[SOURCE RECORDS Boundary: Start]

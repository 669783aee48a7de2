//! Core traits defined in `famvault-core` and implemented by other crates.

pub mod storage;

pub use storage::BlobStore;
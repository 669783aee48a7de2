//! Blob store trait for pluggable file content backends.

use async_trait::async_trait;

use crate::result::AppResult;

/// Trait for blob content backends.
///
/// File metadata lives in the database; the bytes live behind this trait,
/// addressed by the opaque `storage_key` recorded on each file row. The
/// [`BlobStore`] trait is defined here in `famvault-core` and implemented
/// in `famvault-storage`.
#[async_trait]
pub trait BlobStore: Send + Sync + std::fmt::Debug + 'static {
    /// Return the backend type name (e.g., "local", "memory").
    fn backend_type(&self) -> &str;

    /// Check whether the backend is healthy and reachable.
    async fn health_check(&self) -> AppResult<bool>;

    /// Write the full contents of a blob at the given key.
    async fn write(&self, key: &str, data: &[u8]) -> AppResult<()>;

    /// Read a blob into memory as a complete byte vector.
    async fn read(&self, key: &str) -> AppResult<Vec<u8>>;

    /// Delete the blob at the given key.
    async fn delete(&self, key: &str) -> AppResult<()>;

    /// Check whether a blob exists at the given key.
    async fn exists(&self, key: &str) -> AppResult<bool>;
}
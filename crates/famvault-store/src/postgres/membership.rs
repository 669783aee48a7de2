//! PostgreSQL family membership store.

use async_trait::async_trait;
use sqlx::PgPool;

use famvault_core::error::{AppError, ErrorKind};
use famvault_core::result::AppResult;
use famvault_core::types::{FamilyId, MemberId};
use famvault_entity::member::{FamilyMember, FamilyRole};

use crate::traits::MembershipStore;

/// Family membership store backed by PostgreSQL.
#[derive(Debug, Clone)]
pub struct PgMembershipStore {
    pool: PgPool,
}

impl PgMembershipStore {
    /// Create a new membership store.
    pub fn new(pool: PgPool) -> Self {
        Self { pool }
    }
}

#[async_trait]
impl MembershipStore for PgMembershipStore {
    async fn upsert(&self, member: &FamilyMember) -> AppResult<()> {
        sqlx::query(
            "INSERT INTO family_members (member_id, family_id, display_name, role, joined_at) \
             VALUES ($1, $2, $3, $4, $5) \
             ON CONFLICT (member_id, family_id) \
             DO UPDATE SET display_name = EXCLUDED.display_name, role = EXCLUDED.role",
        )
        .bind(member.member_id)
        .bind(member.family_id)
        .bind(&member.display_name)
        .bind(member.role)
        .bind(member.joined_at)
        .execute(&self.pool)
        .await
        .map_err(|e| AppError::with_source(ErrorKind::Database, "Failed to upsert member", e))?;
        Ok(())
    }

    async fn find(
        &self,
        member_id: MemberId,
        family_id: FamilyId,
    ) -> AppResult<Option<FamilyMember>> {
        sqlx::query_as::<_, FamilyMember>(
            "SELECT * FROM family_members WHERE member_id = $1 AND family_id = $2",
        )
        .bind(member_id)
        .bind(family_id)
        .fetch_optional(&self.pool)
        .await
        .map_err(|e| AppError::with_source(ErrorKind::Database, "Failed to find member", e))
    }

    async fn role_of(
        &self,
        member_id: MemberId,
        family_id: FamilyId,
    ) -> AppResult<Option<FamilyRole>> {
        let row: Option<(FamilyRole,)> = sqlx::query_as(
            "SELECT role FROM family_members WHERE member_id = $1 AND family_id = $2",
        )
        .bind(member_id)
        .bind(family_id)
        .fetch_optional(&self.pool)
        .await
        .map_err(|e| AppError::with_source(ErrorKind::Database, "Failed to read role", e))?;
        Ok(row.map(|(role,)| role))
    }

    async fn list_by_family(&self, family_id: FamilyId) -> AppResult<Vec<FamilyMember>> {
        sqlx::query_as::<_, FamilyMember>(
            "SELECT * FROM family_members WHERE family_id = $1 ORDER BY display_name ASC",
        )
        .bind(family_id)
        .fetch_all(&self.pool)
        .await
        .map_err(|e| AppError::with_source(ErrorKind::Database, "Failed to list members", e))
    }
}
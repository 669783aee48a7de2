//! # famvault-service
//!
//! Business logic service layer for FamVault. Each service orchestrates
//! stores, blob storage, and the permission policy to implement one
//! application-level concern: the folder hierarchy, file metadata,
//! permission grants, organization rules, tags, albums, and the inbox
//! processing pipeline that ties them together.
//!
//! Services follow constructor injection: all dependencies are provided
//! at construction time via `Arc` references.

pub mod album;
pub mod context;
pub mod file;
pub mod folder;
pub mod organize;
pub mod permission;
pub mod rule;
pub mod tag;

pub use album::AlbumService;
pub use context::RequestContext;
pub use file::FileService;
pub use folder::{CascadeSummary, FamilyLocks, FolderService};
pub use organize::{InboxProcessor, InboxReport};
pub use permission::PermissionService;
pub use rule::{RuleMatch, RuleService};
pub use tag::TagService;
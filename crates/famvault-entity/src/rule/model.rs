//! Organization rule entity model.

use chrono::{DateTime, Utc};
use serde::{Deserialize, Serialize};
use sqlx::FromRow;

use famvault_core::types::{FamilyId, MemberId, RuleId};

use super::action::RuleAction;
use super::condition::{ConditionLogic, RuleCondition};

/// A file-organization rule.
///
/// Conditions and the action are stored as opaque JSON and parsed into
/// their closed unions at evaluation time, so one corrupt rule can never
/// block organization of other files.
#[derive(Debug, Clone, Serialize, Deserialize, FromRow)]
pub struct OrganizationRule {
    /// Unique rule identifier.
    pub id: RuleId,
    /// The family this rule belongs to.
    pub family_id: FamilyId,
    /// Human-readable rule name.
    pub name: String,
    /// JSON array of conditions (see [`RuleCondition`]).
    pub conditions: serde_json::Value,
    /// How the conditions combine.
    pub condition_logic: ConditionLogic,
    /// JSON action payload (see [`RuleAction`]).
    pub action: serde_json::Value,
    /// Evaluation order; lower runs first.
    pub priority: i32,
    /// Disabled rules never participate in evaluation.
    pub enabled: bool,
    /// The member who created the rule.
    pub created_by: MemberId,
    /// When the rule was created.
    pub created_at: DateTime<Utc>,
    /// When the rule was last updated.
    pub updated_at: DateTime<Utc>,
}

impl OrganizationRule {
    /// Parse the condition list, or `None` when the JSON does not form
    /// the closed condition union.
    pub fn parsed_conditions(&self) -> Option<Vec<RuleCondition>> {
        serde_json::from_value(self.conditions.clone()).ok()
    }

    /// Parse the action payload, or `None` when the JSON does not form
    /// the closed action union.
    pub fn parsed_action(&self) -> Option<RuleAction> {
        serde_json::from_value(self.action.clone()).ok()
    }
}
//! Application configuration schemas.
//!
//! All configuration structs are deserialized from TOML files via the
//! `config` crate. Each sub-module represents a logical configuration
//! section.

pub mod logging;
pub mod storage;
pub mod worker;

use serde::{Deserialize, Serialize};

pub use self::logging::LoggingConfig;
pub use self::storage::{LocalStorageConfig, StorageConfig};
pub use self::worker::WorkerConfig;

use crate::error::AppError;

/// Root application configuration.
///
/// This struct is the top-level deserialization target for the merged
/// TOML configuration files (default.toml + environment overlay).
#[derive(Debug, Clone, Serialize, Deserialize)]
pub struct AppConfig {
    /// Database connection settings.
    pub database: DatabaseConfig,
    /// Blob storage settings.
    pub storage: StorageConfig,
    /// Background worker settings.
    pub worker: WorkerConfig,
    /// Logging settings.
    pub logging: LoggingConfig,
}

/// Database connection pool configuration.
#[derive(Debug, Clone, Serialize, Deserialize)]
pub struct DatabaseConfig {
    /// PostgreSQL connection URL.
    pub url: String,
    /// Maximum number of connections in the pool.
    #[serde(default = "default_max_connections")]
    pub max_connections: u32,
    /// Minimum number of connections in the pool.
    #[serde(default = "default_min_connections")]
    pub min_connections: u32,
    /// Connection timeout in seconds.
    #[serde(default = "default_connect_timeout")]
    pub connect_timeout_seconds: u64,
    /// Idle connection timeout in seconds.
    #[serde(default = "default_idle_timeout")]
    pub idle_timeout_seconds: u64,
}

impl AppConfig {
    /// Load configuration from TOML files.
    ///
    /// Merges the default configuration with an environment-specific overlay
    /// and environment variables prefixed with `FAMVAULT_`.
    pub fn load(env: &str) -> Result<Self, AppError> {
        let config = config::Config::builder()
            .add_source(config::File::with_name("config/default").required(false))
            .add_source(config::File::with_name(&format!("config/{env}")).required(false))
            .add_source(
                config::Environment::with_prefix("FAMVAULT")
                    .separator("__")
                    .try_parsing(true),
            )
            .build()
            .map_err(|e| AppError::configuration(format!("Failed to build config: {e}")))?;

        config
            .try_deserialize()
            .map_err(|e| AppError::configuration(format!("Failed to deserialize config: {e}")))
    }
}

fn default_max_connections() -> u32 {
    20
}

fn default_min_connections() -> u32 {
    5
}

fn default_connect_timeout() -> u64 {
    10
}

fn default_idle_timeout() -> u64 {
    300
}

[SOURCE RECORDS Boundary: End]

● YOUR GOAL:
Copy out each line of the listing that holds the word "permission".

● ANSWER BOX:
//! stores, blob storage, and the permission policy to implement one
//! permission grants, organization rules, tags, albums, and the inbox
pub mod permission;
pub use permission::PermissionService;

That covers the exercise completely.